But you know, some people actually respond, they light up, they want to engage
even again, for just a few moments or longer.
Talk to me about being outcome agnostic.
Outcome agnostic.
I didn't come up with that term, but the first time I heard it, I just loved it.
Um, you know, probably most of us have heard that the Buddha said that attachment
is a cause of all suffering.
When I teach men this about being, um, outcome agnostic, non-attached outcome, men get mad at me.
They think I made that up and imposed it on them. No, no, don't put it on me.
It probably preceded the Buddha even.
But the truth is, if we get emotionally attached to a specific outcome, we're going to suffer.
And that's just the human condition.
And we all get attached. And guys will say, well, why would I even date? Why would I talk to a woman if I wasn't attached to getting that pretty woman?

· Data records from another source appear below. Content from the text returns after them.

//! Application directory layout.
//!
//! All on-disk locations derive from a single root passed in by the host
//! (`<documents>/<AppName>` in the desktop build, a temp dir in tests):
//!
//! - `databases/` — one store per session (`<sessionId>.db` + sidecars)
//! - `temp/`      — staging stores (`merge_*.db`) and preprocessed inputs
//! - `merged/`    — canonical exports produced by the merger
//! - `settings/`  — JSON settings files

use std::fs;
use std::path::{Path, PathBuf};

use anyhow::{Context, Result};

/// SQLite sidecar suffixes that must be removed together with a store.
pub const SIDECAR_SUFFIXES: [&str; 2] = ["-wal", "-shm"];

#[derive(Debug, Clone)]
pub struct AppDirs {
    root: PathBuf,
}

impl AppDirs {
    /// Open (and create) the directory layout under `root`.
    pub fn new(root: impl Into<PathBuf>) -> Result<Self> {
        let dirs = Self { root: root.into() };
        for dir in [
            dirs.databases(),
            dirs.temp(),
            dirs.merged(),
            dirs.settings(),
        ] {
            fs::create_dir_all(&dir)
                .with_context(|| format!("failed to create {}", dir.display()))?;
        }
        Ok(dirs)
    }

    /// Default root under the user's documents directory.
    pub fn default_root() -> PathBuf {
        let home = std::env::var("HOME").unwrap_or_else(|_| ".".into());
        Path::new(&home).join("Documents").join("ChatLab")
    }

    pub fn root(&self) -> &Path {
        &self.root
    }

    pub fn databases(&self) -> PathBuf {
        self.root.join("databases")
    }

    pub fn temp(&self) -> PathBuf {
        self.root.join("temp")
    }

    pub fn merged(&self) -> PathBuf {
        self.root.join("merged")
    }

    pub fn settings(&self) -> PathBuf {
        self.root.join("settings")
    }

    pub fn session_db(&self, session_id: &str) -> PathBuf {
        self.databases().join(format!("{session_id}.db"))
    }

    pub fn staging_db(&self, tag: &str) -> PathBuf {
        self.temp().join(format!("merge_{tag}.db"))
    }

    /// List session ids by scanning the databases directory.
    pub fn list_sessions(&self) -> Result<Vec<String>> {
        let mut ids = Vec::new();
        let dir = self.databases();
        for entry in fs::read_dir(&dir)
            .with_context(|| format!("failed to read {}", dir.display()))?
        {
            let path = entry?.path();
            if path.extension().and_then(|e| e.to_str()) == Some("db") {
                if let Some(stem) = path.file_stem().and_then(|s| s.to_str()) {
                    ids.push(stem.to_string());
                }
            }
        }
        ids.sort();
        Ok(ids)
    }

    /// Remove leftover staging stores. Called on worker construction and
    /// after a successful merge.
    pub fn sweep_staging(&self) -> Result<usize> {
        let mut removed = 0;
        for entry in fs::read_dir(self.temp())? {
            let path = entry?.path();
            let name = match path.file_name().and_then(|n| n.to_str()) {
                Some(n) => n,
                None => continue,
            };
            if name.starts_with("merge_") {
                fs::remove_file(&path)?;
                removed += 1;
            }
        }
        Ok(removed)
    }
}

/// Delete a store file together with its WAL/SHM sidecars. Missing files
/// are ignored so cleanup after a failed create is safe.
pub fn remove_store_files(db_path: &Path) -> Result<()> {
    for path in store_file_set(db_path) {
        match fs::remove_file(&path) {
            Ok(()) => {}
            Err(e) if e.kind() == std::io::ErrorKind::NotFound => {}
            Err(e) => {
                return Err(e).with_context(|| format!("failed to remove {}", path.display()))
            }
        }
    }
    Ok(())
}

fn store_file_set(db_path: &Path) -> Vec<PathBuf> {
    let mut files = vec![db_path.to_path_buf()];
    if let Some(s) = db_path.to_str() {
        for suffix in SIDECAR_SUFFIXES {
            files.push(PathBuf::from(format!("{s}{suffix}")));
        }
    }
    files
}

And I go, well, you might not.
But I said, if you have fewer attachments, you might actually be more engaging and not so anxious.
Cause I also say that attachment is a cause of all anxiety.
And so what if, we'll keep it in the dating sphere.
What if you're standing, there's a woman standing
next to you and let's say, you know, she's reasonably attractive and you want to say
something to her.
What if you were equally okay with every possible outcome?
Now, you might prefer some, right?
You might prefer that, you know, she smile and respond to you and maybe give you a number and maybe she go on a
date with you, unless maybe you find out she's a psycho bitch from hell and then you wish she
hadn't. But then what if you're equally okay with that as a possible outcome? And life flows. You
can say yes to more things if you're equally okay with every possible outcome.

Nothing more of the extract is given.